### EXERCISE INSTRUCTIONS
Repeat the stretch of entries below from the line with "filename crates/zf-core/src/ids.rs" through the line with "#[derive(Clone, Copy, PartialEq, Eq, Hash, PartialOrd, Ord)]". Include both ends and add nothing.

··· DATA FOR PROCESSING

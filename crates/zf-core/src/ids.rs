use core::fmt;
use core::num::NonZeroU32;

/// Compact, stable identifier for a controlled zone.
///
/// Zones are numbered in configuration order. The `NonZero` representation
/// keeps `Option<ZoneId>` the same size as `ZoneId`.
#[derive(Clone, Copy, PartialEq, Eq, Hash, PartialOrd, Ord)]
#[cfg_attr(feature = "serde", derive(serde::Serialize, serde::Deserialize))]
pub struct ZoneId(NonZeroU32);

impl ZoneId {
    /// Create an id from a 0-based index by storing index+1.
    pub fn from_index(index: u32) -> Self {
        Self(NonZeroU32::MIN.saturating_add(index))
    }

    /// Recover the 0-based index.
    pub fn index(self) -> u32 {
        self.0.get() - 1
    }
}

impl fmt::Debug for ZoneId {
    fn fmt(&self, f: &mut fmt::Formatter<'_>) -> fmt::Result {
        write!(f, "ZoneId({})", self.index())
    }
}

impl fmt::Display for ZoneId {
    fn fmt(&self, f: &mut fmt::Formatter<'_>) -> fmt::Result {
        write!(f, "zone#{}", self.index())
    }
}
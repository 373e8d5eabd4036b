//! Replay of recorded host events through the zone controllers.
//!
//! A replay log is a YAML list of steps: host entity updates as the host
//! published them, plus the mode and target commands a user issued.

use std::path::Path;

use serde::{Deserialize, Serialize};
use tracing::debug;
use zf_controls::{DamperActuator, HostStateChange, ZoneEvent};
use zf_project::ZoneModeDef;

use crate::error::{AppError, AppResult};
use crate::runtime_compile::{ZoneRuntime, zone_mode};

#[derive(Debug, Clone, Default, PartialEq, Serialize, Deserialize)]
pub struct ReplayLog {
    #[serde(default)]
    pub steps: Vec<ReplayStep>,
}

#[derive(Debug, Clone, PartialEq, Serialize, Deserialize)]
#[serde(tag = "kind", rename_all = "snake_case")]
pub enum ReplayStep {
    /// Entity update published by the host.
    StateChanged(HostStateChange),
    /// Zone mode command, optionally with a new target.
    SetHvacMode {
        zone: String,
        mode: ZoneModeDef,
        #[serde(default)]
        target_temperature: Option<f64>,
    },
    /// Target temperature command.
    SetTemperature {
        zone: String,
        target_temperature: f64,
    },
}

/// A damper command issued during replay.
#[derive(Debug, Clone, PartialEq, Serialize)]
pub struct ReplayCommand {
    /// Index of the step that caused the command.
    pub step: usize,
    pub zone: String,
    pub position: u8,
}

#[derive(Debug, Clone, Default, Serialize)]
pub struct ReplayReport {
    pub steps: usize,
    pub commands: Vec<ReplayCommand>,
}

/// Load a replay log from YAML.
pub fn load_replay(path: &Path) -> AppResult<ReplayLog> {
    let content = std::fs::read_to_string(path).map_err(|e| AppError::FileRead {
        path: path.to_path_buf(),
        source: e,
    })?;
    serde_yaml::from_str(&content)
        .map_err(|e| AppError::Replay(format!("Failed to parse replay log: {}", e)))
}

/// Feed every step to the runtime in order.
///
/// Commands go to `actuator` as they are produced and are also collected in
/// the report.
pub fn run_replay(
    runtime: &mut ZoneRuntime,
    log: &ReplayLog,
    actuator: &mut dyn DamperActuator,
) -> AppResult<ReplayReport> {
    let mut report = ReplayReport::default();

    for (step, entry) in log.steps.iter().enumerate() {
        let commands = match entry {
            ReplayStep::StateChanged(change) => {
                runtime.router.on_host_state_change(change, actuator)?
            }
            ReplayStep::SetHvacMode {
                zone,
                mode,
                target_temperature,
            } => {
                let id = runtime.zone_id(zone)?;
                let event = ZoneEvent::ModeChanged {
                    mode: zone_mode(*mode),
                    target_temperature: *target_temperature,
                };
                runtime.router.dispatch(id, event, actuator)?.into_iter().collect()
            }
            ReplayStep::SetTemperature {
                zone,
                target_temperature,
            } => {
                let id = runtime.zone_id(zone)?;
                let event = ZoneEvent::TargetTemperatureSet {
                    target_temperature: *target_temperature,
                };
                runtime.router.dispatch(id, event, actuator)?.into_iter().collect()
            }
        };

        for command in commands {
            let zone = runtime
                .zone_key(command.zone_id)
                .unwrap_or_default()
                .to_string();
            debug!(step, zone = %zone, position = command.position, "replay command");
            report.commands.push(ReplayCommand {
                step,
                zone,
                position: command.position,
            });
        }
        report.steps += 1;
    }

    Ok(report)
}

······
··· DATA FOR PROCESSING

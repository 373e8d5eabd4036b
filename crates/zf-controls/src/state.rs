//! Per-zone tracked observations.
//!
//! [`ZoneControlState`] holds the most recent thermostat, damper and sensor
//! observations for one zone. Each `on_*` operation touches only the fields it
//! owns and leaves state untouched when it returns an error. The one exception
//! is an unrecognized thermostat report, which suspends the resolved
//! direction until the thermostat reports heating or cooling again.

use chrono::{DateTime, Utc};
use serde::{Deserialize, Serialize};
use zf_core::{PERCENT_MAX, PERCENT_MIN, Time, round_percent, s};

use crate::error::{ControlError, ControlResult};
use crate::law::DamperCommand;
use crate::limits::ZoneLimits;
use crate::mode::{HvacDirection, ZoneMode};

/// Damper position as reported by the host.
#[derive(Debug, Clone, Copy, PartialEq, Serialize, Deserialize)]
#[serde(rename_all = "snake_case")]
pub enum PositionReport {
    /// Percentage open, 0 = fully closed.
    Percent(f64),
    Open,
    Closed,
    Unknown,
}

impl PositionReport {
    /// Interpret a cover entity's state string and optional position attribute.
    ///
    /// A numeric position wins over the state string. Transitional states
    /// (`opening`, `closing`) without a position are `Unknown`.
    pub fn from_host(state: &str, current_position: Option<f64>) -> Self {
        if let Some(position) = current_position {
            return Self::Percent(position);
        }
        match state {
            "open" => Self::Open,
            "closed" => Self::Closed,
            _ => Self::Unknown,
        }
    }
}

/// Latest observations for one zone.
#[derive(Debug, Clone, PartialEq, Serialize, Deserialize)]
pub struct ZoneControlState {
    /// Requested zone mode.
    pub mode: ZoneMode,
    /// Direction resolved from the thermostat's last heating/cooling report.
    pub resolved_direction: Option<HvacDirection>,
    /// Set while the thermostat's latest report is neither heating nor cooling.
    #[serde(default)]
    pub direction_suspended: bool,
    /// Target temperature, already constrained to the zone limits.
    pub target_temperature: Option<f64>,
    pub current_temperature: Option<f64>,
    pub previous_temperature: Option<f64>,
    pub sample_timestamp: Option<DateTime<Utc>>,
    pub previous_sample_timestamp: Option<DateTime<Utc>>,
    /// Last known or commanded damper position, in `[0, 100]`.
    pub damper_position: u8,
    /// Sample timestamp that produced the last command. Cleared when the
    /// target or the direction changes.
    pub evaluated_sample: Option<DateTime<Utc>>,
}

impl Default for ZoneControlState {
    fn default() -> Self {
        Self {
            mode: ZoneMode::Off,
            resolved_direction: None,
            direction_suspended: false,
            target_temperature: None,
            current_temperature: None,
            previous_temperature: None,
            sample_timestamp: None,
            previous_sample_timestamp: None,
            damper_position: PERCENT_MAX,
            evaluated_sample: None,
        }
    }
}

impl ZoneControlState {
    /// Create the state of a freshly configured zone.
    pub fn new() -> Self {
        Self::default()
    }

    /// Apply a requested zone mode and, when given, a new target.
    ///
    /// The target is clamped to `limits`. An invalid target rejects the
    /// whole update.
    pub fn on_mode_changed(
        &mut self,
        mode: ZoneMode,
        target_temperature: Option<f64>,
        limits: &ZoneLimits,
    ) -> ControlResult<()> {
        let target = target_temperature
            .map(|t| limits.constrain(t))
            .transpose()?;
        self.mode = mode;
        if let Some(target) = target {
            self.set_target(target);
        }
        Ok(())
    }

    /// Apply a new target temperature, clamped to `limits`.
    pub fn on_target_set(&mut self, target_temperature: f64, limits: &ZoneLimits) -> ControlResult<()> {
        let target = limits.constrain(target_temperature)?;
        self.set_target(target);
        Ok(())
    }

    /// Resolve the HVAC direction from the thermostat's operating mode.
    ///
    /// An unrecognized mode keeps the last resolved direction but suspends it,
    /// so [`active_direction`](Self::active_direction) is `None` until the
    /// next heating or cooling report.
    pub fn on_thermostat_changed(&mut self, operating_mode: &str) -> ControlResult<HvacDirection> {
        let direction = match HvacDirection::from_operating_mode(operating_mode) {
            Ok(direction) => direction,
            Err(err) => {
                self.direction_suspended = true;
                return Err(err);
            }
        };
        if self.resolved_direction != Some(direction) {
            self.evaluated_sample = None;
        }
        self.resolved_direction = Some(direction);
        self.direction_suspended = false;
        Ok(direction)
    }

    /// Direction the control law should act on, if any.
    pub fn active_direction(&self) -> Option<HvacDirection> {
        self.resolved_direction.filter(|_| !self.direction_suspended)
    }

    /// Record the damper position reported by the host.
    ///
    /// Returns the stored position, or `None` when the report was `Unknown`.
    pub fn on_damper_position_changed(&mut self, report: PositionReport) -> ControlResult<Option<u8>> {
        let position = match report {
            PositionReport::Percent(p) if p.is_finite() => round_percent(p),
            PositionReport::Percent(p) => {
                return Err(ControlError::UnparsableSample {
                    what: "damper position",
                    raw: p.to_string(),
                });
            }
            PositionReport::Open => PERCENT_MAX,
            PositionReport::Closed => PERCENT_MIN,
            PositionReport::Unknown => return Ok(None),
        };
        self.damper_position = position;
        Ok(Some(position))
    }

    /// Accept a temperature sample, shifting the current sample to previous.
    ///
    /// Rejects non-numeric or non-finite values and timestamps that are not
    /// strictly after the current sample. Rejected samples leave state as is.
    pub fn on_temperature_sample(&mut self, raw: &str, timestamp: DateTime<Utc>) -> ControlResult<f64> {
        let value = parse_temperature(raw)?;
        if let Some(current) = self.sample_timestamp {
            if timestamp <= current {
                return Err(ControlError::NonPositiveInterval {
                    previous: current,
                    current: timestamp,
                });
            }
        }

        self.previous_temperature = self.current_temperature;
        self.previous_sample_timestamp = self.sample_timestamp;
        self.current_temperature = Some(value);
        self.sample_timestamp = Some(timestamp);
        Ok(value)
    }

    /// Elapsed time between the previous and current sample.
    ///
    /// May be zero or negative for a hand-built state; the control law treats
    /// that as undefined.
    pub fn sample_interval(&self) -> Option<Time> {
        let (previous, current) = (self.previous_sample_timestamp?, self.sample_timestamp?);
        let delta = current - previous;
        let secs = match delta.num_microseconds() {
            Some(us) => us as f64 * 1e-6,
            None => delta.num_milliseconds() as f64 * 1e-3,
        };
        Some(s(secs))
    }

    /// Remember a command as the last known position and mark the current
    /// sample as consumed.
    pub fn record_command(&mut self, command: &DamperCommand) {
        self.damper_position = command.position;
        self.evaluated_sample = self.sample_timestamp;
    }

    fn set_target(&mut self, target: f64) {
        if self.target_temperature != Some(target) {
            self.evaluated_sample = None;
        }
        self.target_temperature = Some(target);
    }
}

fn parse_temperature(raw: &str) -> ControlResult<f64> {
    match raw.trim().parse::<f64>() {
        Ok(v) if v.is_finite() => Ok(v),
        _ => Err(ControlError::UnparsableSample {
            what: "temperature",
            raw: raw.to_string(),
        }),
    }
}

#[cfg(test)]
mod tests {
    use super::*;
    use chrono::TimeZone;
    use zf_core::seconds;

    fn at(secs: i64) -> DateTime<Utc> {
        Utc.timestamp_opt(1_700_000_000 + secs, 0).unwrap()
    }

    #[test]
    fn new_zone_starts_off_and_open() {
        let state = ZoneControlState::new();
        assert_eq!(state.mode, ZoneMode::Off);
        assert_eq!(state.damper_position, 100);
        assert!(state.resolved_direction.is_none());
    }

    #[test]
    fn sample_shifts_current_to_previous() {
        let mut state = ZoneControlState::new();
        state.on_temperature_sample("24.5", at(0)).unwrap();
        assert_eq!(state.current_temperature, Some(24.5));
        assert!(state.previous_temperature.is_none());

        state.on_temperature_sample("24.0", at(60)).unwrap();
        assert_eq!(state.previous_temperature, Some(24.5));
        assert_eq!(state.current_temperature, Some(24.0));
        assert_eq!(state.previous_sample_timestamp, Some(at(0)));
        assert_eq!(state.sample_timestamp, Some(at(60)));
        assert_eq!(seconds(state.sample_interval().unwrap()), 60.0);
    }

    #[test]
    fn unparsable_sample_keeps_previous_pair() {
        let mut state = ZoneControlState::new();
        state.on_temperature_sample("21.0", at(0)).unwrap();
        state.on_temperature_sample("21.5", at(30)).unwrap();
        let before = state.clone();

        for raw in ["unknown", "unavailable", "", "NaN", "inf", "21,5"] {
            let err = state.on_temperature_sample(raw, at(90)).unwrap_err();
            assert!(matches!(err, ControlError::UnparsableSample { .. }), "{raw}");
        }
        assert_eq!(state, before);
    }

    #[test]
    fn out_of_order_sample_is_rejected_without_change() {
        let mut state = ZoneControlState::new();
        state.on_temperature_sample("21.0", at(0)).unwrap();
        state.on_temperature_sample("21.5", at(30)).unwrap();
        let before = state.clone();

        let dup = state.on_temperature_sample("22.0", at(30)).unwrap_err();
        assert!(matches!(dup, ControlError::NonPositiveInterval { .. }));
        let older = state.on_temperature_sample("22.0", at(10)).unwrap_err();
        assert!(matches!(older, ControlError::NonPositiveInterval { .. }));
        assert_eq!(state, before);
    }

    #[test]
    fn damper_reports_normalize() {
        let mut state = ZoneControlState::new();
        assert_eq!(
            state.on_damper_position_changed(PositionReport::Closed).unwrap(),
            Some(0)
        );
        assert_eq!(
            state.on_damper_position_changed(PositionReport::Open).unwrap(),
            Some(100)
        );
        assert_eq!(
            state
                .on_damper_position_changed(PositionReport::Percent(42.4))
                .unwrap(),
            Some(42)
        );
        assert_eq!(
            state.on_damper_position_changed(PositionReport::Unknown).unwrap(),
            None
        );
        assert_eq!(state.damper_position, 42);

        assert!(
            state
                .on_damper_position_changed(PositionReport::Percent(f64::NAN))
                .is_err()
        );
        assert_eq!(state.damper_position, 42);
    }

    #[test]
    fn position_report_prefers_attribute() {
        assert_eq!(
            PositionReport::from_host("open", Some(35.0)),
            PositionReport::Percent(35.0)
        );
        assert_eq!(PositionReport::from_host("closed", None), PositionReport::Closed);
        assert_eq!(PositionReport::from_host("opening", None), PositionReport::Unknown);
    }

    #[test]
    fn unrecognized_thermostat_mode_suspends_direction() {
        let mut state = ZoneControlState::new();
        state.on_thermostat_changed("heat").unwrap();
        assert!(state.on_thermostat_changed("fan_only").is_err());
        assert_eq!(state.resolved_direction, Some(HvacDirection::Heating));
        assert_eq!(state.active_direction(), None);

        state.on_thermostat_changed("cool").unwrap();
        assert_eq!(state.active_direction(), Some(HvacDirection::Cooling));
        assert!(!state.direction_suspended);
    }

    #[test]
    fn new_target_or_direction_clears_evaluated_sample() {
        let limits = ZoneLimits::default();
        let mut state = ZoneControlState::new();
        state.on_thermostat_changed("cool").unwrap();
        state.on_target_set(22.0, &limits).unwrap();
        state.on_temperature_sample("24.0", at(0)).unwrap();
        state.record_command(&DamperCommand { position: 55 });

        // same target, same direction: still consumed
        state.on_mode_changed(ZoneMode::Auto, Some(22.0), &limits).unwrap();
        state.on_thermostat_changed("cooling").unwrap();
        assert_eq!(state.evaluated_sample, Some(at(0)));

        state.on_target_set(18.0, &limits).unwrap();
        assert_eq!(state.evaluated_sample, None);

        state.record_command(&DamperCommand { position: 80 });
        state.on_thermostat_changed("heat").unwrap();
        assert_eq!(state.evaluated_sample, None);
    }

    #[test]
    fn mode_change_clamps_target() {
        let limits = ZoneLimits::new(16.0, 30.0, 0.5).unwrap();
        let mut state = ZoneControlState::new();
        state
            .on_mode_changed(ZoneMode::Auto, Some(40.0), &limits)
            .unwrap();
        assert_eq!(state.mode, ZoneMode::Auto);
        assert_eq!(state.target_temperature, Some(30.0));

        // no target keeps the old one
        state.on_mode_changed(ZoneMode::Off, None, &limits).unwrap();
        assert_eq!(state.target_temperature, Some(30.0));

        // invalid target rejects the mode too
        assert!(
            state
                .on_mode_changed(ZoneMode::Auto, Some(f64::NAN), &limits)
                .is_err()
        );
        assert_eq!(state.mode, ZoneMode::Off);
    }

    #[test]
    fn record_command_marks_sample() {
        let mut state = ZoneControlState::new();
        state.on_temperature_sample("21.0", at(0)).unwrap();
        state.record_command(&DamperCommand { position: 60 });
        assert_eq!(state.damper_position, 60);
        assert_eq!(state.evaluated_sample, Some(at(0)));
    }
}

······

### ANSWER SPACE
filename crates/zf-core/src/ids.rs
use core::fmt;
use core::num::NonZeroU32;

/// Compact, stable identifier for a controlled zone.
///
/// Zones are numbered in configuration order. The `NonZero` representation
/// keeps `Option<ZoneId>` the same size as `ZoneId`.
#[derive(Clone, Copy, PartialEq, Eq, Hash, PartialOrd, Ord)]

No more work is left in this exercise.